**THE TASK**.
Would you copy each line of the data below that has "RateSource"?

**PROVIDED RECORDS**.

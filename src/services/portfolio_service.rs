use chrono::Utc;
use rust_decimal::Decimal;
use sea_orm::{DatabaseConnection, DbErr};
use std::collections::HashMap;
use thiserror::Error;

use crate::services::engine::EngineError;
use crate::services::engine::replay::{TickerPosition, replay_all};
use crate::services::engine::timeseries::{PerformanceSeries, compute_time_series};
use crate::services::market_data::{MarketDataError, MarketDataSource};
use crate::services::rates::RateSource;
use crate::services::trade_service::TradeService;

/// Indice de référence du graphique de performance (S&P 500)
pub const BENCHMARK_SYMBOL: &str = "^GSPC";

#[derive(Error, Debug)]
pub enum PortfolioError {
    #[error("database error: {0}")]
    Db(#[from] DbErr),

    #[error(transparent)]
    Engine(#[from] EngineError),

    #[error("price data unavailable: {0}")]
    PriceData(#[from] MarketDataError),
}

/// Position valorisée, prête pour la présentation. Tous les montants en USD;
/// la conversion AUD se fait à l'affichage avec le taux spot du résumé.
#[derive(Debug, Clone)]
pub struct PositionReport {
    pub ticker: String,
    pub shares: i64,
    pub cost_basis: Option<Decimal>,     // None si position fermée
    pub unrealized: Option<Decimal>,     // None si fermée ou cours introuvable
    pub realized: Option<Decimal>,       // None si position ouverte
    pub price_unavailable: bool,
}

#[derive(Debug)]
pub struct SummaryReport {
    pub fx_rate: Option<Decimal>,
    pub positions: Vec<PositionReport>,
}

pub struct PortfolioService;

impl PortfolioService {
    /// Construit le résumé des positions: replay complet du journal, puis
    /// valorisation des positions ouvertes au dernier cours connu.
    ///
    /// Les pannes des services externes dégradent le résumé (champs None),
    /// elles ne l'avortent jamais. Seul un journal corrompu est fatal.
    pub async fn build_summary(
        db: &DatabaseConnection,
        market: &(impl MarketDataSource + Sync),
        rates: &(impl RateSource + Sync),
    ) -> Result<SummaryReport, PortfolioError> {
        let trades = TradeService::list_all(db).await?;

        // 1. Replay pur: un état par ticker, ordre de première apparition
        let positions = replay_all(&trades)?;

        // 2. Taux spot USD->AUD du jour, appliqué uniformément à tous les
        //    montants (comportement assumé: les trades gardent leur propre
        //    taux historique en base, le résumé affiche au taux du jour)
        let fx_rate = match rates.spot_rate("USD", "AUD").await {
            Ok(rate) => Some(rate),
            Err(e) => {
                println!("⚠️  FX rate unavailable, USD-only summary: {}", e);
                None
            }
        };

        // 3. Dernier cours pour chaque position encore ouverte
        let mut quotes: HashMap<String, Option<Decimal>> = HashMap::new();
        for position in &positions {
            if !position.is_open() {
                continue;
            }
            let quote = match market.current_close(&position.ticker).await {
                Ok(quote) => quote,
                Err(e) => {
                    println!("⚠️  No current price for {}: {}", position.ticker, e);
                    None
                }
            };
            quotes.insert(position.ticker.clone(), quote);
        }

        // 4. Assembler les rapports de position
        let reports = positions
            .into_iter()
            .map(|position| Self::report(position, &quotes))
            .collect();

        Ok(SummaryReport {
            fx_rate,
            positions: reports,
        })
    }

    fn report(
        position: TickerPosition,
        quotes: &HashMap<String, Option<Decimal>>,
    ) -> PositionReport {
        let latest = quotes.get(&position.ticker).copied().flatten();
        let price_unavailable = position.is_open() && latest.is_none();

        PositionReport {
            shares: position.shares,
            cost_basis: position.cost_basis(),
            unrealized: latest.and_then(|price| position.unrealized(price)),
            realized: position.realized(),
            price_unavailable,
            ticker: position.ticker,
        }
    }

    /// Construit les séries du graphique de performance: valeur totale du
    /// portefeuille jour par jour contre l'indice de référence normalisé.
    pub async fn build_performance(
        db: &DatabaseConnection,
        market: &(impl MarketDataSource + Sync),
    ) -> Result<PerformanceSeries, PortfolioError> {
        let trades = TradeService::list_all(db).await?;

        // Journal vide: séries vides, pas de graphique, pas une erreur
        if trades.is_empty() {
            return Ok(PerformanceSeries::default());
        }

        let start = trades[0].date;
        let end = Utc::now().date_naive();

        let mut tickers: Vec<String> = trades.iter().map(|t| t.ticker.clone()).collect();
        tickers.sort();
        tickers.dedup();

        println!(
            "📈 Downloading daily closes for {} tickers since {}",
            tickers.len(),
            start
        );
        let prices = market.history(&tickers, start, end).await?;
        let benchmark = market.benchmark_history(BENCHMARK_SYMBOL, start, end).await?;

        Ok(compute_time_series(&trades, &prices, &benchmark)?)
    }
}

**RESPONSE AREA**.
use crate::services::rates::RateSource;
        rates: &(impl RateSource + Sync),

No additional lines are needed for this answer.